WORK INSTRUCTION: Show each line of the entries below in which the word "within" appears.

"""

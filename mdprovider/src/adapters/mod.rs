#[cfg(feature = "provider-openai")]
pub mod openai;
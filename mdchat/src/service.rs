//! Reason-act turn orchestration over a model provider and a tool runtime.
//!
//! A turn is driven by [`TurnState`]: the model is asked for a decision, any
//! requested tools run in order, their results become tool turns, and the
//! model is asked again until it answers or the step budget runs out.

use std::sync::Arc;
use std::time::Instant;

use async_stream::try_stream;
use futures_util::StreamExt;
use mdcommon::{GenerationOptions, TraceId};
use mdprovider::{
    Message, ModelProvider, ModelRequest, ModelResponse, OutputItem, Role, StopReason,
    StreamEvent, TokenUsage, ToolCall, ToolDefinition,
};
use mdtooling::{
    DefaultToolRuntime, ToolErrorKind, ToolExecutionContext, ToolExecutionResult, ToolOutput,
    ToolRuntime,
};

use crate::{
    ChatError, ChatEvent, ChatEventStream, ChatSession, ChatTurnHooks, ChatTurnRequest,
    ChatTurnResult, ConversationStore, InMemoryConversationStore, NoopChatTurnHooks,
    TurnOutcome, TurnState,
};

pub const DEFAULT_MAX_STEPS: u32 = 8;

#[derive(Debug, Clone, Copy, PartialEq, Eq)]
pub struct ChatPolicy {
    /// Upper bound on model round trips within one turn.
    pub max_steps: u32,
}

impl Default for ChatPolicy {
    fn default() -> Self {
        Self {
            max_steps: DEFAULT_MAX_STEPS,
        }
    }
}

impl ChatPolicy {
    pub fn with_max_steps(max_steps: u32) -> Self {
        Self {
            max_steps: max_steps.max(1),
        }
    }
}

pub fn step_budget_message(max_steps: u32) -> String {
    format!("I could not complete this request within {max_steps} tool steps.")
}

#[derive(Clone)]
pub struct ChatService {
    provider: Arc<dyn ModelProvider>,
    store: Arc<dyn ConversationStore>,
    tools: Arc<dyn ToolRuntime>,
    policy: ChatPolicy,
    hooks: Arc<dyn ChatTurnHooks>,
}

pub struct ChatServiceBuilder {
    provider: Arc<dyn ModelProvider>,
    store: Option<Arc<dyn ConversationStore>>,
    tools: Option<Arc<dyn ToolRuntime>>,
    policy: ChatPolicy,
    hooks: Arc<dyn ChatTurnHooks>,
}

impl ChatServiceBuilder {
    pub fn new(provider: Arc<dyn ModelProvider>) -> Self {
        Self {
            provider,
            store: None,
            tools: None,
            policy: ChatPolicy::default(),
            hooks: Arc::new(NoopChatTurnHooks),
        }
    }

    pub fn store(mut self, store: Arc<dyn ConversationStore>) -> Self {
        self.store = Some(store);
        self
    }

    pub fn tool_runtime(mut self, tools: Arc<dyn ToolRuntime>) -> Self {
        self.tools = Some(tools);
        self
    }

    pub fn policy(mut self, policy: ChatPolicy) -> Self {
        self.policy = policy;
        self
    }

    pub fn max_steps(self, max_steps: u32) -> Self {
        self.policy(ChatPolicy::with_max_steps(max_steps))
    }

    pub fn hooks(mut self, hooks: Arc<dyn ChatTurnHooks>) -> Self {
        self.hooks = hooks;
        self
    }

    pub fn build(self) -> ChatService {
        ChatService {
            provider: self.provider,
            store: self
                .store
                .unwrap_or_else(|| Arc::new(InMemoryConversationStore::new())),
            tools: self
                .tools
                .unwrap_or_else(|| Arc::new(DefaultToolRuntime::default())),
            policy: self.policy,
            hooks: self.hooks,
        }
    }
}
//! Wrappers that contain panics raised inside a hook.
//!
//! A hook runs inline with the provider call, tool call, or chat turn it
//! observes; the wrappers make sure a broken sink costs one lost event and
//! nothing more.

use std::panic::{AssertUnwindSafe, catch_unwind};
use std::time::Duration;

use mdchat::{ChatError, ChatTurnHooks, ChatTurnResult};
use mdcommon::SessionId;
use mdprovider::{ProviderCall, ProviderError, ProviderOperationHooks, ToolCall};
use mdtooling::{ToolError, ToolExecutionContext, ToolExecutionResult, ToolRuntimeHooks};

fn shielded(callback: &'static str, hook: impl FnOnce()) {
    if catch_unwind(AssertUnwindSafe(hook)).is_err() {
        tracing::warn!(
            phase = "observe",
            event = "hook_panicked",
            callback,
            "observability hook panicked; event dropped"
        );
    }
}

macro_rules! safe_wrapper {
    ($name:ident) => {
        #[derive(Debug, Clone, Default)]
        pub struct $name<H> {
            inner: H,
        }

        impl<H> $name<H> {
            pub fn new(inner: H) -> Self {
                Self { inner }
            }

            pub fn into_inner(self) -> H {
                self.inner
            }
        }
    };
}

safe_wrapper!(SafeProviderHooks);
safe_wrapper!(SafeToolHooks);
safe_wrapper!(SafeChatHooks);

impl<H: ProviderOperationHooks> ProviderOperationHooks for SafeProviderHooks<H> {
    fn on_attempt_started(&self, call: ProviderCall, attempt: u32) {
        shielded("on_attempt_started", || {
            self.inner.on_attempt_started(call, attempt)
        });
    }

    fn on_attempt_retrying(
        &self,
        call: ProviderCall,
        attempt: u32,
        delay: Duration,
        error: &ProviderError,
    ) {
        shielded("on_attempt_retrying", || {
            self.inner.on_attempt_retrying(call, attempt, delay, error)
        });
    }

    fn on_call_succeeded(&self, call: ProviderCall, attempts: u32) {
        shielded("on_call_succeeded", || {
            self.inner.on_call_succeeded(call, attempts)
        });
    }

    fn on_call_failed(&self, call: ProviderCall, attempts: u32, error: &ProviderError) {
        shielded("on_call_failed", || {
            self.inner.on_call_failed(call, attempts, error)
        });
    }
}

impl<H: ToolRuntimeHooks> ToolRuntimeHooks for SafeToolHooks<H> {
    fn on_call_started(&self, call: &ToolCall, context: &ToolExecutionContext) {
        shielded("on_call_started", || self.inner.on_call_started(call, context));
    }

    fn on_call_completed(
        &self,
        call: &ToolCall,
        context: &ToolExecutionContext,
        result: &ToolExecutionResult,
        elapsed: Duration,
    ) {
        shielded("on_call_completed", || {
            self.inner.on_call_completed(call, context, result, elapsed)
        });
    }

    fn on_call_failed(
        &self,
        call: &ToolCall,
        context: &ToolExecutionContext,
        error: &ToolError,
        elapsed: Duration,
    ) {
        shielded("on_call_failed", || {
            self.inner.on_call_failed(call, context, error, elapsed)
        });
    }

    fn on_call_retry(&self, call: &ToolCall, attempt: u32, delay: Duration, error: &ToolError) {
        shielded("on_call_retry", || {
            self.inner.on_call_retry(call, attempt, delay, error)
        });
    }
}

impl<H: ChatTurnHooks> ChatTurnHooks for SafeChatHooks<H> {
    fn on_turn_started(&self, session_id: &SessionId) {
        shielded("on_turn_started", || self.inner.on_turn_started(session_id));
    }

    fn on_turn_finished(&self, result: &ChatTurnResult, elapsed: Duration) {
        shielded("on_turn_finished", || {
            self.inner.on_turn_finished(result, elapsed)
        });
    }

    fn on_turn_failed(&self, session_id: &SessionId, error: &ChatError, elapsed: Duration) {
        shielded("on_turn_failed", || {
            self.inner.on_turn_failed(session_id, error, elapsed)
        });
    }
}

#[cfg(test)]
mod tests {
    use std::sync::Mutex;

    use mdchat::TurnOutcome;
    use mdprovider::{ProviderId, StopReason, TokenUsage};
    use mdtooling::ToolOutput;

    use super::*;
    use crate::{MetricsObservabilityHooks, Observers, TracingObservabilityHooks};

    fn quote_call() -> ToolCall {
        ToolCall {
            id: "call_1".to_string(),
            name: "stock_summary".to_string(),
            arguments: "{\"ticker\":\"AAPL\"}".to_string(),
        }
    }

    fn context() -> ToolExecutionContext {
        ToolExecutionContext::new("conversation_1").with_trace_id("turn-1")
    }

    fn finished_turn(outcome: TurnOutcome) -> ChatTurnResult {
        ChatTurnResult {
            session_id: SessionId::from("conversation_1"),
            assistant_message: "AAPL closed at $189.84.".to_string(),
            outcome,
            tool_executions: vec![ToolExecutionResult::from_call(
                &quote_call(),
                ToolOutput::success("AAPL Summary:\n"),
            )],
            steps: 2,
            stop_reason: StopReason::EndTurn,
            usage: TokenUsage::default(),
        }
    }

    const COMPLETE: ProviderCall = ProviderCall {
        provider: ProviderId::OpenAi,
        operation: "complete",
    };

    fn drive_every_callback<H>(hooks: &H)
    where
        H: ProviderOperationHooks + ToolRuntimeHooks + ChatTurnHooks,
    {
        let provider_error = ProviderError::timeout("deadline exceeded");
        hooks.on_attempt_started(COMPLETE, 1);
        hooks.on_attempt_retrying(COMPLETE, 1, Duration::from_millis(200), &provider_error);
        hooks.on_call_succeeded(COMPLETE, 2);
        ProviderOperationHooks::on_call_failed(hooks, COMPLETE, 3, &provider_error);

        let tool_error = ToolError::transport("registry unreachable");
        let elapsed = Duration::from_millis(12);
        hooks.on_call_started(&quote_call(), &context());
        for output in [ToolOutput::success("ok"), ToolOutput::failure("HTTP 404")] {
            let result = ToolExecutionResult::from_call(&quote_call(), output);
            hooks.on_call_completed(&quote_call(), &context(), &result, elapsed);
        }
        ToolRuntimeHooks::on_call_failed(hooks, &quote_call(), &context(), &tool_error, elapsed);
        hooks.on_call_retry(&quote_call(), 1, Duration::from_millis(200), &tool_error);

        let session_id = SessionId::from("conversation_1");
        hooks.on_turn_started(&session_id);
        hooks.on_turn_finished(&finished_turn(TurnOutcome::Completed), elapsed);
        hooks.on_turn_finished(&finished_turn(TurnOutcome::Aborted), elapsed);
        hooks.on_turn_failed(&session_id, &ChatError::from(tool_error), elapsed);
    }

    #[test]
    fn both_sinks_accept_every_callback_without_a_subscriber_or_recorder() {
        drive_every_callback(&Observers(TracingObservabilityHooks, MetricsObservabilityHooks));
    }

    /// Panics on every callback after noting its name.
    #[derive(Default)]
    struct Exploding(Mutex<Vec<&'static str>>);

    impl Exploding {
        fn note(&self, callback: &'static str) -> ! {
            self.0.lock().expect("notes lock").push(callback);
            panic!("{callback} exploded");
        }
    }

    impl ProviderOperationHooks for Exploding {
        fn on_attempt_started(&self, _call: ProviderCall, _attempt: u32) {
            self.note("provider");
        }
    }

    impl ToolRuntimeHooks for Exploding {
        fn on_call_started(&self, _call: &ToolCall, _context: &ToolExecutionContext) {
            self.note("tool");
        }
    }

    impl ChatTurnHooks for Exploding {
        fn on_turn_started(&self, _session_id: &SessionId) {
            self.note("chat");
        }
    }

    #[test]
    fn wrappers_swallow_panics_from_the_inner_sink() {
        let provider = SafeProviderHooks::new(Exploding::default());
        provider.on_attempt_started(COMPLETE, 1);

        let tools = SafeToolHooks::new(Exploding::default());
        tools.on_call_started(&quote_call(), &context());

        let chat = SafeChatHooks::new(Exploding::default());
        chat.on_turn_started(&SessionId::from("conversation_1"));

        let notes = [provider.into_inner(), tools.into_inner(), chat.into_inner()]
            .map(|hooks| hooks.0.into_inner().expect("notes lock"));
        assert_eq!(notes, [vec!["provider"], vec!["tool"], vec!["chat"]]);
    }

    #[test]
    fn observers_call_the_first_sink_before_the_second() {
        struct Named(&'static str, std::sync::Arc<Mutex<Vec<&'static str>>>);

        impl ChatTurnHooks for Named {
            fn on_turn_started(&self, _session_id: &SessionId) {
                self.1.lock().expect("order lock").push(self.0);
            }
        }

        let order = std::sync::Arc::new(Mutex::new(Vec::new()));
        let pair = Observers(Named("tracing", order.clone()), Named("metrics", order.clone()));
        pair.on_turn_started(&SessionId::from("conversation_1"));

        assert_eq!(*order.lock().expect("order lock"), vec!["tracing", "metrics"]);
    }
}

"""

OUTPUT FOR THIS EXERCISE:
    /// Upper bound on model round trips within one turn.
    format!("I could not complete this request within {max_steps} tool steps.")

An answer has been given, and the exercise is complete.